В мистическом восприятии нет разделения на субъект и объект. Здесь одна личность знает другую. Образы имеют признаки эйдосов (смысловых сущностей), их невозможно «портретировать». Они циркулируют в энергии духовного общения, создавая пространство творческой спонтанности.
«Георгий 2» Василия Кандинского, написанный в 1911 году, перед созданием общества «Синий всадник» – образ не явленных божественных откровений, а образ сокрытости ликов под масками. Святой Георгий на коне скачет влево, левой рукой вонзая копье в пасть змея. На нем красно-охристый плащ, развивающийся за спиной. Картина написана в контрастно ярких чистых цветах. Экспрессивно-колористические плоскости при детальном рассмотрении выделяют обозначенные цветом фигуры: фигуру коня в скоке, повернутую мордой к зрителю, где лошадиная морда и холка больше напоминают волчью. На коне восседает Святой Георгий, неестественный ракурс тела которого завершается головой, на которую надета маска-харя, аналогичная обрядовым ритуальным маскам древних славян. А рядом с Георгием сидит еще один персонаж, маска которого напоминает маску Святого Георгия, но разнится в размерах – вторая маска больше. Кто это? Сын Льва Пафлагонянина, спасенного чудесным образом Святым Георгием, или же «небесный водолей», как трактует его М. Некрасова. Этот вопрос остается открытым, ввиду неизученности данной темы.
Святой Георгий изображен в момент сражения со змием, тело которого обозначено лишь намеками цветовых пятен, зато очень ясно прописано копье Георгия. И здесь оно не аллегория святой молитвы, а мощное деревянное оружие, разящее реального врага.
Елисава, изображенная профильно в левой стороне картины, удаляется от места сражения. Накинутая на голову и плечи темно-синяя накидка и ярко-красный цвет лица говорят о страхе принцессы за Святого Георгия.
Примитивная прорисовка персонажей картины Кандинского не случайна для творческих поисков начала века.
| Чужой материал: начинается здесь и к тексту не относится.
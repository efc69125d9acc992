//! Custom Extractors
//!
//! Turn a presented bearer token into a verified subject, for HTTP requests
//! ([`AuthUser`]) and for real-time handshakes ([`authenticate_handshake`]).

use std::sync::Arc;

use axum::{
    extract::{FromRef, FromRequestParts},
    http::request::Parts,
    RequestPartsExt,
};
use axum_extra::{
    headers::{authorization::Bearer, Authorization},
    TypedHeader,
};

use crate::application::services::AuthService;
use crate::domain::User;
use crate::shared::error::AppError;

/// Authenticated user resolved from the `Authorization: Bearer` header.
#[derive(Debug, Clone)]
pub struct AuthUser(pub User);

impl<S> FromRequestParts<S> for AuthUser
where
    S: Send + Sync,
    Arc<dyn AuthService>: FromRef<S>,
{
    type Rejection = AppError;

    async fn from_request_parts(parts: &mut Parts, state: &S) -> Result<Self, Self::Rejection> {
        let TypedHeader(Authorization(bearer)) = parts
            .extract::<TypedHeader<Authorization<Bearer>>>()
            .await
            .map_err(|_| AppError::Unauthorized("Missing authorization header".into()))?;

        let auth = Arc::<dyn AuthService>::from_ref(state);
        let user = auth.verify(bearer.token()).await?;

        Ok(AuthUser(user))
    }
}

/// Token carried by a handshake credential: either `Bearer <token>` or the
/// bare token.
pub fn bearer_token(credential: &str) -> Option<&str> {
    let credential = credential.trim();
    let token = match credential.split_once(char::is_whitespace) {
        Some((scheme, rest)) if scheme.eq_ignore_ascii_case("bearer") => rest.trim(),
        Some(_) => return None,
        None if credential.eq_ignore_ascii_case("bearer") => return None,
        None => credential,
    };

    (!token.is_empty()).then_some(token)
}

/// Verify a real-time handshake credential.
pub async fn authenticate_handshake(
    auth: &dyn AuthService,
    credential: &str,
) -> Result<User, AppError> {
    let token = bearer_token(credential)
        .ok_or_else(|| AppError::Unauthorized("Missing handshake token".into()))?;

    Ok(auth.verify(token).await?)
}
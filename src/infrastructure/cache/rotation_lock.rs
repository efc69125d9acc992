//! Redis Rotation Lock
//!
//! Cross-process lease around key maintenance. Acquire is `SET key token NX PX
//! ttl`; release deletes the key only if it still holds our token, so an
//! expired lease taken over by another process is never released by us.

use async_trait::async_trait;
use redis::aio::ConnectionManager;
use redis::Script;
use tracing::{debug, instrument, warn};
use uuid::Uuid;

use crate::config::RedisSettings;
use crate::domain::{LockLease, RotationLock};
use crate::shared::error::AppError;

const RELEASE_SCRIPT: &str = r#"
if redis.call("GET", KEYS[1]) == ARGV[1] then
    return redis.call("DEL", KEYS[1])
else
    return 0
end
"#;

/// Redis-backed [`RotationLock`].
#[derive(Clone)]
pub struct RedisRotationLock {
    conn: ConnectionManager,
    key: String,
    ttl_ms: u64,
}

impl RedisRotationLock {
    pub fn new(conn: ConnectionManager, key: impl Into<String>, ttl_ms: u64) -> Self {
        Self {
            conn,
            key: key.into(),
            ttl_ms,
        }
    }

    pub fn from_settings(conn: ConnectionManager, settings: &RedisSettings) -> Self {
        Self::new(conn, settings.lock_key.clone(), settings.lock_ttl_secs * 1000)
    }
}

#[async_trait]
impl RotationLock for RedisRotationLock {
    #[instrument(skip(self), fields(key = %self.key), level = "debug")]
    async fn try_acquire(&self) -> Result<Option<LockLease>, AppError> {
        let token = Uuid::new_v4().to_string();
        let mut conn = self.conn.clone();

        let result: Option<String> = redis::cmd("SET")
            .arg(&self.key)
            .arg(&token)
            .arg("NX")
            .arg("PX")
            .arg(self.ttl_ms)
            .query_async(&mut conn)
            .await?;

        debug!(acquired = result.is_some(), "Rotation lease attempt");
        Ok(result.map(|_| LockLease { token }))
    }

    #[instrument(skip(self, lease), fields(key = %self.key), level = "debug")]
    async fn release(&self, lease: LockLease) -> Result<(), AppError> {
        let mut conn = self.conn.clone();

        let deleted: i64 = Script::new(RELEASE_SCRIPT)
            .key(&self.key)
            .arg(&lease.token)
            .invoke_async(&mut conn)
            .await?;

        if deleted == 0 {
            warn!("Rotation lease expired before release");
        }
        Ok(())
    }
}
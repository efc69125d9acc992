//! Snowflake Identifier Tests

use std::collections::HashSet;
use std::sync::Arc;

use chrono::Duration;

use delta_server::domain::{timestamp_of, EntityKind, Snowflake};
use delta_server::shared::clock::ManualClock;
use delta_server::shared::snowflake::SnowflakeGenerator;

use crate::common::start_time;

#[test]
fn test_ids_carry_kind_and_creation_time() {
    let clock = Arc::new(ManualClock::new(start_time()));
    let generator = SnowflakeGenerator::with_clock(0, clock);

    let id = generator.next(EntityKind::Message).to_string();

    assert!(id.starts_with('m'));
    assert_eq!(timestamp_of(&id), Some(start_time().timestamp_millis()));
}

#[test]
fn test_timestamps_never_decrease_across_rollback() {
    let clock = Arc::new(ManualClock::new(start_time()));
    let generator = SnowflakeGenerator::with_clock(3, clock.clone());

    let mut last = 0;
    for step in [10, -500, 0, 20, -2_000, 5_000] {
        clock.advance(Duration::milliseconds(step));
        let id = generator.next(EntityKind::User);
        assert!(id.timestamp() >= last, "timestamp went backwards at step {}", step);
        assert_eq!(id.shard(), 3);
        last = id.timestamp();
    }
}

#[test]
fn test_same_instant_calls_after_rollback_never_wrap() {
    let clock = Arc::new(ManualClock::new(start_time()));
    let generator = SnowflakeGenerator::with_clock(0, clock.clone());
    let mut last = generator.next(EntityKind::Message).timestamp();

    clock.advance(Duration::milliseconds(-500));
    for call in 0..64 {
        let ts = generator.next(EntityKind::Message).timestamp();
        assert!(ts >= last, "timestamp went backwards on call {}", call);
        last = ts;
    }
    assert!(last < start_time().timestamp_millis() as u64 + 60_000);
}

#[test]
fn test_ids_from_distinct_milliseconds_sort_by_time() {
    let clock = Arc::new(ManualClock::new(start_time()));
    let generator = SnowflakeGenerator::with_clock(0, clock.clone());

    let ids: Vec<Snowflake> = (0..100)
        .map(|_| {
            clock.advance(Duration::milliseconds(1));
            generator.next(EntityKind::Message)
        })
        .collect();

    let unique: HashSet<String> = ids.iter().map(|id| id.to_string()).collect();
    assert_eq!(unique.len(), ids.len());
    assert!(ids.windows(2).all(|w| w[0].value() < w[1].value()));
}

#[test]
fn test_concurrent_generation_keeps_per_thread_order() {
    let generator = Arc::new(SnowflakeGenerator::default());

    let handles: Vec<_> = (0..4)
        .map(|_| {
            let generator = generator.clone();
            std::thread::spawn(move || {
                (0..250)
                    .map(|_| generator.next(EntityKind::Channel).timestamp())
                    .collect::<Vec<_>>()
            })
        })
        .collect();

    for handle in handles {
        let timestamps = handle.join().unwrap();
        assert!(timestamps.windows(2).all(|w| w[0] <= w[1]));
    }
}

#[test]
fn test_parse_accepts_generated_ids() {
    let generator = SnowflakeGenerator::default();

    let id = generator.next(EntityKind::Guild);
    let parsed: Snowflake = id.to_string().parse().unwrap();

    assert_eq!(parsed, id);
    assert_eq!(parsed.kind(), EntityKind::Guild);
}

#[test]
fn test_timestamp_of_rejects_malformed_input() {
    for input in ["", "u", "x123", "u12a", "u-5", "u99999999999999999999999"] {
        assert_eq!(timestamp_of(input), None, "accepted {:?}", input);
    }
}
//! Shared Utilities
//!
//! Common utilities used across all layers.

pub mod clock;
pub mod crypto;
pub mod error;
pub mod snowflake;
pub mod validation;
//! Presentation Layer
//!
//! The seam between transports and the token authenticator, plus the
//! rotator's operational routes.

pub mod extractors;
pub mod routes;

pub use extractors::{authenticate_handshake, bearer_token, AuthUser};
pub use routes::{create_router, RouterState};
//! Session and Key Store Tests
//!
//! End-to-end behaviour of token issuance and verification while wrapping
//! keys rotate and retire underneath.

use std::collections::HashSet;

use chrono::Duration;
use pretty_assertions::assert_eq;
use uuid::Uuid;

use delta_server::application::services::{
    AuthError, KeyLifecycleManager, KeyPolicy, KeyStoreError, LoginRequest, MaintenanceOutcome,
};
use delta_server::domain::KeyRepository;

use crate::common::{TestApp, PASSWORD};

fn login(identifier: &str) -> LoginRequest {
    LoginRequest {
        identifier: identifier.to_string(),
        password: PASSWORD.to_string(),
    }
}

#[tokio::test]
async fn test_token_survives_full_retention_window() {
    let app = TestApp::new();
    let (user, token) = app.register("alice").await;
    let first_key = app.key_repo.key_ids()[0];

    // Daily traffic for two weeks; lazy rotation runs on access.
    for _ in 0..14 {
        app.clock.advance(Duration::hours(25));
        assert_eq!(app.auth.verify(&token).await.unwrap().id, user.id);
    }

    assert!(!app.key_repo.key_ids().contains(&first_key));
}

#[tokio::test]
async fn test_exactly_one_active_key_after_rotations() {
    let app = TestApp::new();
    app.register("alice").await;

    for _ in 0..5 {
        app.clock.advance(Duration::hours(25));
        app.keys.current_data_key().await.unwrap();

        let keys = app.key_repo.load_keys().await.unwrap();
        let newest = keys.iter().map(|k| k.created_at).max().unwrap();
        assert_eq!(keys.iter().filter(|k| k.created_at == newest).count(), 1);
    }
}

#[tokio::test]
async fn test_wrap_covers_exactly_retained_keys() {
    let app = TestApp::new();
    app.register("alice").await;

    for _ in 0..10 {
        app.clock.advance(Duration::hours(25));
        app.keys.maintain().await.unwrap();

        let retained: HashSet<Uuid> = app.key_repo.key_ids().into_iter().collect();
        let covered: HashSet<Uuid> = app
            .key_repo
            .wrapped_secret()
            .unwrap()
            .key_ids()
            .into_iter()
            .collect();
        assert_eq!(covered, retained);
    }
}

#[tokio::test]
async fn test_zero_retention_never_loses_data_key() {
    let app = TestApp::with_policy(KeyPolicy {
        retirement_age: Duration::zero(),
        lazy_rotation: false,
        ..KeyPolicy::default()
    });
    let (user, token) = app.register("alice").await;

    for _ in 0..3 {
        app.clock.advance(Duration::hours(25));
        app.keys.maintain().await.unwrap();
        assert_eq!(app.key_repo.key_ids().len(), 1);
    }

    assert_eq!(app.auth.verify(&token).await.unwrap().id, user.id);
}

#[tokio::test]
async fn test_deleting_every_key_is_corrupt_not_a_rejection() {
    let app = TestApp::new();
    let (_, token) = app.register("alice").await;

    for key_id in app.key_repo.key_ids() {
        app.key_repo.delete_key(key_id).await.unwrap();
    }

    let err = app.auth.verify(&token).await.unwrap_err();
    assert!(matches!(err, AuthError::KeyStore(KeyStoreError::Corrupt)));
    assert!(!err.is_rejection());
}

#[tokio::test]
async fn test_second_manager_sees_same_data_key() {
    let app = TestApp::new();
    let (user, token) = app.register("alice").await;

    // A second process sharing the store.
    let other = KeyLifecycleManager::new(
        app.key_repo.clone(),
        app.clock.clone(),
        KeyPolicy::default(),
    );

    assert_eq!(
        other.current_data_key().await.unwrap(),
        app.keys.current_data_key().await.unwrap()
    );
    app.clock.advance(Duration::hours(25));
    other.maintain().await.unwrap();
    assert_eq!(app.auth.verify(&token).await.unwrap().id, user.id);
}

#[tokio::test]
async fn test_rotation_concurrent_with_verification() {
    let app = TestApp::new();
    let (user, token) = app.register("alice").await;
    app.clock.advance(Duration::hours(25));

    let mut tasks = Vec::new();
    for _ in 0..8 {
        let auth = app.auth.clone();
        let token = token.clone();
        tasks.push(tokio::spawn(async move { auth.verify(&token).await }));
    }
    let keys = app.keys.clone();
    let maintenance = tokio::spawn(async move { keys.maintain().await });

    for task in tasks {
        assert_eq!(task.await.unwrap().unwrap().id, user.id);
    }
    let outcome = maintenance.await.unwrap().unwrap();
    assert!(matches!(
        outcome,
        MaintenanceOutcome::Idle | MaintenanceOutcome::Rewrapped { .. }
    ));
    assert_eq!(app.key_repo.key_ids().len(), 2);
}

#[tokio::test]
async fn test_login_reuses_token_until_it_expires() {
    let app = TestApp::new();
    let (_, issued) = app.register("alice").await;

    let reused = app.accounts.login(login("alice")).await.unwrap();
    assert_eq!(reused, issued);

    app.clock.advance(Duration::days(366));
    let replaced = app.accounts.login(login("alice.delta.noro.cc")).await.unwrap();

    assert_ne!(replaced, issued);
    assert!(app.auth.verify(&replaced).await.is_ok());
    assert!(matches!(
        app.auth.verify(&issued).await.unwrap_err(),
        AuthError::Expired
    ));
}

#[tokio::test]
async fn test_password_change_revokes_every_prior_token() {
    let app = TestApp::new();
    let (user, first) = app.register("alice").await;
    let second = app
        .auth
        .issue(&user.id, &user.handle, &user.password_hash)
        .await
        .unwrap();

    let fresh = app
        .accounts
        .change_password(&user.id, PASSWORD, "a brand new password")
        .await
        .unwrap();

    for stale in [first, second] {
        assert!(matches!(
            app.auth.verify(&stale).await.unwrap_err(),
            AuthError::Revoked
        ));
    }
    assert_eq!(app.auth.verify(&fresh).await.unwrap().id, user.id);
}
Художники авангарда по-разному опирались на примитив – стремясь к его самоуподоблению, заимствуя отдельные черты его образов, погружаясь в атмосферу экзотики, либо к памяти бессознательного. Их соприкосновение с поэтикой примитива не было случайным, но было выборочным, обусловленным их собственными исканиями, той или иной ситуацией, стечением обстоятельств (Богемская 2001: 142).
Художники не только собирали образцы примитива, но и испытывали на себе воздействие его очарования.
Интересно, что даже фигура «Синего всадника» для обложки и фронтисписа была заимствована редакторами альманаха из подстекольной народной живописи. (Синий Всадник 1996: 6)
Художники этого времени стремились с помощью понятных наивных рисунков объяснить неведомые миры Вселенной, прозреть мистические тайны мироздания.
Тенденция показа тайн «иных миров» объединила поиски французских набидов и русских авангардистов. Своим творчеством они пытались реализовать формулу Ж. Руо: «Красота + Идея + Тайна».
Двигаясь по пути свободного заимствования из уже существовавших и существующих художественных систем, авангард все уравнивал в правах, значимости и актуальности, создавая единое мировое культурное пространство, охватывающее всю историю духовного развития человечества.
Образ Святого Георгия был интересен авангардистам не только своими подвигами и чудесами, но и возможностью странствий в астральных пространствах вневременного движения, на что указывает его белый конь – символ перехода в трехчастности времени. Для изучения живописных работ авангарда более всего подходит ментально-семантический метод исследования (термин автора), открывающий глубинные паттерны мифопоэтики художника, заключённые в символические коды.
Концепт Божественного Уробороса, вновь заинтересовавший символистов, поднимал архетипическую память: «преображение – изменение пространства в процессе времени». Святой Георгий, побеждающий дракона – змея, изменился в своем внешнем облике, но содержательная идея преобразования – защиты – осталась прежней. Ярким подтверждением этой мысли вновь являются работы В. Кандинского. Художник много раз обращался к данному образу. И если первая работа мастера напоминает театральную сцену подвига Святого Георгия, то во второй Святой Георгий на коне как бы вымахнул за всякие пределы пространственной зависимости, ворвался в пределы зримо-невесомой расцвеченной Пустоты.
К образу Святого Георгия обращались и другие авангардисты. Живописная картина «Святой Георгий» 1915 г. есть в творчестве П. Филонова. Как большинство работ художника данная работа многопланова. Возможно, многомерность работ мастера берет начало в традиционном построении «русских икон, картин Босха и итальянских футуристов». (Великие художники XX века 2001: 375) Разработанная художественная концепция аналитического искусства ярко актуализирует симультанный симбиоз кристаллической техники и неопримитивистских опытов мастера. Принцип «сделанности» в его работах основной, с его помощью художник-философ создавал свои формулы «мирового расцвета».